The American biotechnology company Novavax with its partner, Serum Institute of India, have announced the regulatory submission to the World Health Organization (WHO) for the list of emergency use of the vaccine candidate for a Covid-19 vaccine based on proteins of nanoparticles.
“Today’s submission of our protein-based Covid-19 vaccine to WHO for inclusion on the emergency use list is an important step on the road to accelerating access and more equitable distribution to countries most in need. from around the world, “said Stanley C. Erck, President and CEO of Novavax”
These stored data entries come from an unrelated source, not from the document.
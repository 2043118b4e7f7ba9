//! # HTTP Export Source
//!
//! Consumer-side access to a running roster server. Implements
//! [`ExportSource`] over `reqwest`, so the same [`IntegrityPipeline`] that
//! tests drive in-process can verify a remote deployment.
//!
//! [`IntegrityPipeline`]: roster_integrity::pipeline::IntegrityPipeline

use async_trait::async_trait;
use reqwest::Client;
use std::time::Duration;

use roster_integrity::config::EXPORT_CONTENT_TYPE;
use roster_integrity::crypto::PublicKeyInfo;
use roster_integrity::pipeline::{ExportSource, SourceError};

use crate::api::ApiResponse;

const REQUEST_TIMEOUT: Duration = Duration::from_secs(15);

/// Fetches the public key and export from a roster server's REST API.
#[derive(Debug, Clone)]
pub struct HttpSource {
    client: Client,
    base_url: String,
}

impl HttpSource {
    /// Builds a client with a request timeout. Fails if the TLS backend
    /// cannot be initialized.
    pub fn new(base_url: &str) -> Result<Self, SourceError> {
        let client = Client::builder()
            .timeout(REQUEST_TIMEOUT)
            .build()
            .map_err(|e| SourceError::Unavailable(format!("HTTP client setup failed: {e}")))?;
        Ok(Self {
            client,
            base_url: base_url.trim_end_matches('/').to_string(),
        })
    }

    pub fn base_url(&self) -> &str {
        &self.base_url
    }

    fn url(&self, path: &str) -> String {
        format!("{}{}", self.base_url, path)
    }

    async fn get(&self, path: &str, accept: &str) -> Result<reqwest::Response, SourceError> {
        let url = self.url(path);
        let response = self
            .client
            .get(&url)
            .header(reqwest::header::ACCEPT, accept)
            .send()
            .await
            .map_err(|e| unavailable(&url, e))?;

        let status = response.status();
        if !status.is_success() {
            return Err(SourceError::Unavailable(format!("{url}: HTTP {status}")));
        }
        Ok(response)
    }
}

fn unavailable(url: &str, e: reqwest::Error) -> SourceError {
    SourceError::Unavailable(format!("{url}: {e}"))
}

#[async_trait]
impl ExportSource for HttpSource {
    async fn public_key(&self) -> Result<PublicKeyInfo, SourceError> {
        let response = self.get("/api/public-key", "application/json").await?;
        let envelope: ApiResponse<PublicKeyInfo> = response
            .json()
            .await
            .map_err(|e| unavailable(&self.url("/api/public-key"), e))?;

        match envelope {
            ApiResponse {
                success: true,
                data: Some(info),
                ..
            } => Ok(info),
            ApiResponse { error, .. } => Err(SourceError::Unavailable(
                error.unwrap_or_else(|| "public key response carried no data".to_string()),
            )),
        }
    }

    async fn export(&self) -> Result<Vec<u8>, SourceError> {
        let response = self.get("/api/users/export", EXPORT_CONTENT_TYPE).await?;
        let bytes = response
            .bytes()
            .await
            .map_err(|e| unavailable(&self.url("/api/users/export"), e))?;
        tracing::debug!(bytes = bytes.len(), "export downloaded");
        Ok(bytes.to_vec())
    }
}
The concession by the WHO is a prerequisite for exports to many countries participating in the COVAX body, which was established to allocate and distribute vaccines equitably to participating countries and economies. In addition to the presentation to WHO, Novavax and its partner last month completed the presentation to regulatory agencies in India, Indonesia and the Philippines for the initiation of the vaccine review, including preclinical, clinical and chemical, manufacturing and controls.
How is the Novavax vaccine
Novavax’s Covid-19 vaccine is being evaluated in two pivotal phase 3 trials: a UK trial that demonstrated 96.4% efficacy against the parent virus strain, 86.3% against the variant Alpha and 89.7% overall effectiveness. And the PREVENT-19 trial in the US and Mexico that demonstrated 100% protection against moderate and severe diseases and an overall efficacy of 90.4%. Overall, it was well tolerated and elicited a strong antibody response.
This is a protein-based vaccine designed from the genetic sequence of the first strain of SARS-CoV-2, the virus that causes Covid-19 disease. Additionally, the vaccine was created using Novavax’s recombinant nanoparticle technology to generate antigen derived from coronavirus pico (S) protein and is formulated with Novavax’s proprietary saponin-based Matrix-M adjuvant to enhance immune response and stimulate high levels of neutralizing antibodies.
Novavax COVID-19 vaccine is packaged as a ready-to-use liquid formulation in a vial containing ten doses. The vaccination regimen requires two 0.5 ml doses (5 micrograms of antigen and 50 micrograms of Matrix-M adjuvant) administered intramuscularly 21 days apart. The vaccine is stored between 2 and 8 degrees Celsius, allowing the use of existing cold chain and vaccine supply channels.